(Data extracted from a collection)
****************************************

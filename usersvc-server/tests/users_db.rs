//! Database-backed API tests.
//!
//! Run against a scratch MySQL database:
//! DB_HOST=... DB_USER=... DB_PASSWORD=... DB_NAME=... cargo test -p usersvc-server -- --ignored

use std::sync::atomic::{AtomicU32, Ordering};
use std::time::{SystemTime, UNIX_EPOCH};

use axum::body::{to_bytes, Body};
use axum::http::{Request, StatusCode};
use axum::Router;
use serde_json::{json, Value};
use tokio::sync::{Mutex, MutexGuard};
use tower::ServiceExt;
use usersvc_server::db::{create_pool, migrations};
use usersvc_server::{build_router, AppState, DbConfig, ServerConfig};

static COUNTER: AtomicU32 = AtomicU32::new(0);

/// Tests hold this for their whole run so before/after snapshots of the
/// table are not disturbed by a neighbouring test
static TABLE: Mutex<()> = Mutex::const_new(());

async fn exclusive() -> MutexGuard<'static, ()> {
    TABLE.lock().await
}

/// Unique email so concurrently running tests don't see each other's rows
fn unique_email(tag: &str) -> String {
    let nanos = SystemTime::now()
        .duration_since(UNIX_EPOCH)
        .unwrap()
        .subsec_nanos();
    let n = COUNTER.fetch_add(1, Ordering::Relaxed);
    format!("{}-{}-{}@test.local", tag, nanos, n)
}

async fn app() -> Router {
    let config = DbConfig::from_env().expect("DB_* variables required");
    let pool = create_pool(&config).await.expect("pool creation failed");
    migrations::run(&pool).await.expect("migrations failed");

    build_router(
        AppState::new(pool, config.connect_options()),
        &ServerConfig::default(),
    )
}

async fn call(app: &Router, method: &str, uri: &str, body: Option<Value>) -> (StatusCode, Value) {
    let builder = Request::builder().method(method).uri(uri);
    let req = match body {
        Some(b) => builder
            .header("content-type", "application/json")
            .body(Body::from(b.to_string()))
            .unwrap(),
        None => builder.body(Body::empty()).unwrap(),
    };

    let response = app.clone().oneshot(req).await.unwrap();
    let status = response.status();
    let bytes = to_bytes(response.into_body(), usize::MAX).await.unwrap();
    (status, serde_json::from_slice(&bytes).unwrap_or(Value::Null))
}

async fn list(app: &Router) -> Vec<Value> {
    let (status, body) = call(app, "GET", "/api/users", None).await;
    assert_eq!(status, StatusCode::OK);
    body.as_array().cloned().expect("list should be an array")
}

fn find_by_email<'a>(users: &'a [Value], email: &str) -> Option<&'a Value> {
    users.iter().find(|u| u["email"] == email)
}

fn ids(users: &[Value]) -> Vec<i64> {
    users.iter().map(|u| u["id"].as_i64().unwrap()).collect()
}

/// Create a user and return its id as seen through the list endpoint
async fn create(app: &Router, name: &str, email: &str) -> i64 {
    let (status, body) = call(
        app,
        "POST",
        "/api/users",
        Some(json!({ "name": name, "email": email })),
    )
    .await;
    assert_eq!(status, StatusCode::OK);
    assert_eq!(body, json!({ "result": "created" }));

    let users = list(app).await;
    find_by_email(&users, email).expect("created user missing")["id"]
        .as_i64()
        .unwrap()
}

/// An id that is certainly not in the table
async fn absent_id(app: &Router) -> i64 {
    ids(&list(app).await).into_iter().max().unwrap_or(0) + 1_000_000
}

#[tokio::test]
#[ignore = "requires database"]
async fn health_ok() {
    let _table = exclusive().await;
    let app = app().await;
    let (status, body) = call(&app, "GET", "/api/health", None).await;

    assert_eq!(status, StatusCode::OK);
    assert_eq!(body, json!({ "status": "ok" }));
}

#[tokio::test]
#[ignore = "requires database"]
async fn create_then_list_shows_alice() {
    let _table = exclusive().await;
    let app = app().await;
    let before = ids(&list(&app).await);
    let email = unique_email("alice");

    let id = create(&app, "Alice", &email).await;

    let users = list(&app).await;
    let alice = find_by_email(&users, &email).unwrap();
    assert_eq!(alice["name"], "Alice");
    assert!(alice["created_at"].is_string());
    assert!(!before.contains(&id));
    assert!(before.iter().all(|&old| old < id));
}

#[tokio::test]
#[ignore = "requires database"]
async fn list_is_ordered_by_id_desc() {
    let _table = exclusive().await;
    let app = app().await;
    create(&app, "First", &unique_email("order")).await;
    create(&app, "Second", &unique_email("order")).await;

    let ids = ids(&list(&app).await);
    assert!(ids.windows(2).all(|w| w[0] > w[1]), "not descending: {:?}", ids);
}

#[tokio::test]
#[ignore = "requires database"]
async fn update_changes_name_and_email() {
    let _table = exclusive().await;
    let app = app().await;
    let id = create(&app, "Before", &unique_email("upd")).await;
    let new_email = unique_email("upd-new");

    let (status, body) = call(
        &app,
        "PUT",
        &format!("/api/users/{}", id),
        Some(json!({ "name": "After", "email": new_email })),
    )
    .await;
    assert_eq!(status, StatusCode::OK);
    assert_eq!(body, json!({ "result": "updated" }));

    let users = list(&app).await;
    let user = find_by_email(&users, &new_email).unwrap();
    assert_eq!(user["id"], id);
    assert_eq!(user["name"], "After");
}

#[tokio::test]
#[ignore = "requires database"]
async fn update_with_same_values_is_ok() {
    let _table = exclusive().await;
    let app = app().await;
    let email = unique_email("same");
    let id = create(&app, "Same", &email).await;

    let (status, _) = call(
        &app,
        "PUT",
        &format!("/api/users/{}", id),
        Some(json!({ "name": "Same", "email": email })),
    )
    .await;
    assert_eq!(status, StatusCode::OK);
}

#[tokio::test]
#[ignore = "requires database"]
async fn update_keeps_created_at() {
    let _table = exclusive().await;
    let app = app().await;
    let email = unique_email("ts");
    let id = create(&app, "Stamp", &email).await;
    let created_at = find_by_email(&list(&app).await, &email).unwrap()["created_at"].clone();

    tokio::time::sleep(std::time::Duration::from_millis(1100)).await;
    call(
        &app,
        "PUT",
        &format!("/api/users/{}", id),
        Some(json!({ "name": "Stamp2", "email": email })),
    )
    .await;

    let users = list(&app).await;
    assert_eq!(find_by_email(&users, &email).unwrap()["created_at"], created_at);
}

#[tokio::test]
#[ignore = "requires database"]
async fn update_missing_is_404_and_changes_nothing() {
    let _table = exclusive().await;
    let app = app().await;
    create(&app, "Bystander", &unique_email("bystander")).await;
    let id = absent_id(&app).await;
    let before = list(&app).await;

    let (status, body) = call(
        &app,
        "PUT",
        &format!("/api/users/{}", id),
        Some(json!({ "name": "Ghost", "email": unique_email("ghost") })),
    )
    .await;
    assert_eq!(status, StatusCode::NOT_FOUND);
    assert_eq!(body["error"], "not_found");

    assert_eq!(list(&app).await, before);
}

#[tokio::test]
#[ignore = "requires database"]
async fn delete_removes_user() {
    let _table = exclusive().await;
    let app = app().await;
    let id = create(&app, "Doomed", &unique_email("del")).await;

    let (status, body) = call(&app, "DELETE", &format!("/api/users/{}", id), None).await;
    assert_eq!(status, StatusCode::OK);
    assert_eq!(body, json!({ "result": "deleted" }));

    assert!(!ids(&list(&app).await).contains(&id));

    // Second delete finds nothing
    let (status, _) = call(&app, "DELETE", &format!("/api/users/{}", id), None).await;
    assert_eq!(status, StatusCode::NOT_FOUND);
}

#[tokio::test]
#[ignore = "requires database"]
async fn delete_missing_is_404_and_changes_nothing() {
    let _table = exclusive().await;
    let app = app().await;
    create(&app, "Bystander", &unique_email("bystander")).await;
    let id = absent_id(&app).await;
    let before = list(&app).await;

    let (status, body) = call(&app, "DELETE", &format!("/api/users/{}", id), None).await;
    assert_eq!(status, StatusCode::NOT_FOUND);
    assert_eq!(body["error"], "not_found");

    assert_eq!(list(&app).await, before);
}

****************************************

[Exercise brief]
Could you tally the lines in the data that contain the string "Some" and answer with the number alone?

[Task output]
6